How to grow herbs on your windowsill

Nick Moyle and Rich Hood

You don’t need an enormous garden to grow herbs, they thrive in pots and love sitting on sunny windowsills

Grow them in your kitchen for easy access during culinary creations—the plastic-wrapped supermarket offerings will taste bland in comparison to your homegrown efforts, and growing your own is easy.

 

1. First off, grab yourself a container  

A plant pot around six inches diameter is the ideal size for herb growing.  

If you have nothing ready-made to hand, try raiding the recycling box: large yoghurt pots make ideal planters, and you can also fashion one from an empty two-litre milk container if you are deft with a pair of scissors.  

Just remember to poke drainage holes in the base of your container before filling with compost. 

 

2. Add compost 

Add compost to a level a couple of centimetres below the rim of your pot, firming it down gently with your fingers. Sprinkle your chosen seeds onto the surface, then cover with another fine layer of compost.  

Give the pot a light watering, taking care not to over-soak as this can cause your seeds to rot. 

 

3. Choose your light 

Herbs grow best in strong bright light, so choose a south-facing, draught-free windowsill if you can.  
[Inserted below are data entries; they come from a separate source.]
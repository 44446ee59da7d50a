// src/models/component.rs

use chrono::{DateTime, Utc};
use rust_decimal::Decimal;
use serde::{Deserialize, Serialize};
use sqlx::FromRow;
use utoipa::ToSchema;
use uuid::Uuid;
use validator::Validate;

// Peça de catálogo/estoque. Ordens de serviço referenciam (nunca possuem)
// um componente; o preço é copiado por valor para a linha da ordem.
#[derive(Debug, Clone, Serialize, Deserialize, FromRow, ToSchema)]
#[serde(rename_all = "camelCase")]
pub struct Component {
    pub id: Uuid,
    #[schema(example = "Compressor 1/4 HP")]
    pub name: String,
    pub brand: Option<String>,
    pub category: Option<String>,
    #[schema(example = 12)]
    pub quantity: i32,
    #[schema(example = "189.90")]
    pub unit_price: Decimal,
    pub supplier: Option<String>,
    pub description: Option<String>,
    pub created_at: DateTime<Utc>,
    pub updated_at: DateTime<Utc>,
}

#[derive(Debug, Deserialize, Validate, ToSchema)]
#[serde(rename_all = "camelCase")]
pub struct ComponentPayload {
    #[validate(length(min = 1, message = "O nome da peça é obrigatório."))]
    pub name: String,

    pub brand: Option<String>,
    pub category: Option<String>,

    // Quantidade e preço nunca podem ser negativos.
    #[validate(range(min = 0, message = "A quantidade não pode ser negativa."))]
    #[serde(default)]
    pub quantity: i32,

    #[serde(default)]
    pub unit_price: Decimal,

    pub supplier: Option<String>,
    pub description: Option<String>,
}
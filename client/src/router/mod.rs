//! Route table and navigation policy.
//!
//! DESIGN
//! ======
//! Both modules are plain Rust with no Leptos types so the navigation rules
//! can be tested natively. `util::auth` wires them into the Leptos router.

pub mod guard;
pub mod routes;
A sunny porch shelf is also a good option but remember to close any outer doors in the evening in case the temperature outside decides to plummet.  

 

4. Enjoy your results 

All being well, you should start to see signs of life after one or two weeks.  

Established herb plants may need watering once a day during hot spells but go easy and don’t over-do it. Only water when the surface soil feels dry to touch. 

 

5. Make sure your plants observe social distancing 

Pots of herbs squished together like commuters on the tube can potentially spread diseases between each other, so allow them enough shelf-space to spread. 

 

6. Harvest your herbs regularly  

For peak flavour, pick in the morning. Herbs are best used fresh but can be stored in a fridge for a few days. To prolong their freshness, wrap first in a damp piece of kitchen roll and pop them in a resealable bag. 

 

Three great herbs to try:

Garlic chives Allium tuberosum 

Chives are a “cut and come again” plant, meaning they respond really well to regular harvesting. Snip the leaves at the base to keep the plant productive. Chive flower—although milder in taste than the leaves—can also be tossed in salads for flavour and floral interest. Chives are thirsty plants, so keep them well-watered during hot spells. 

 

Lemon Thyme Thymus citriodorus 

True to its word, the leaves of this herb release an intense citrus scent when rubbed. As well as lending its flavour to soups and stews, Lemon Thyme will brighten up your kitchen sill with a delicate display of small lilac flowers. Once established, it tends to grow like the clappers (thyme waits for no man after all) so re-pot and divide in early spring. 

 

Basil Genovese Ocimum basilicum 

Basil genovese is the one that tends to be used in pesto, but also works a treat when flung over pizzas and paired with its plump ruddy pal, the tomato. Basil doesn’t like super sunny windowsill sites, so if your plant starts to wilt, try moving it somewhere with a bit more shade. Basil grows quickly, so keep picking the newly emerging leaves throughout the season to keep it in check.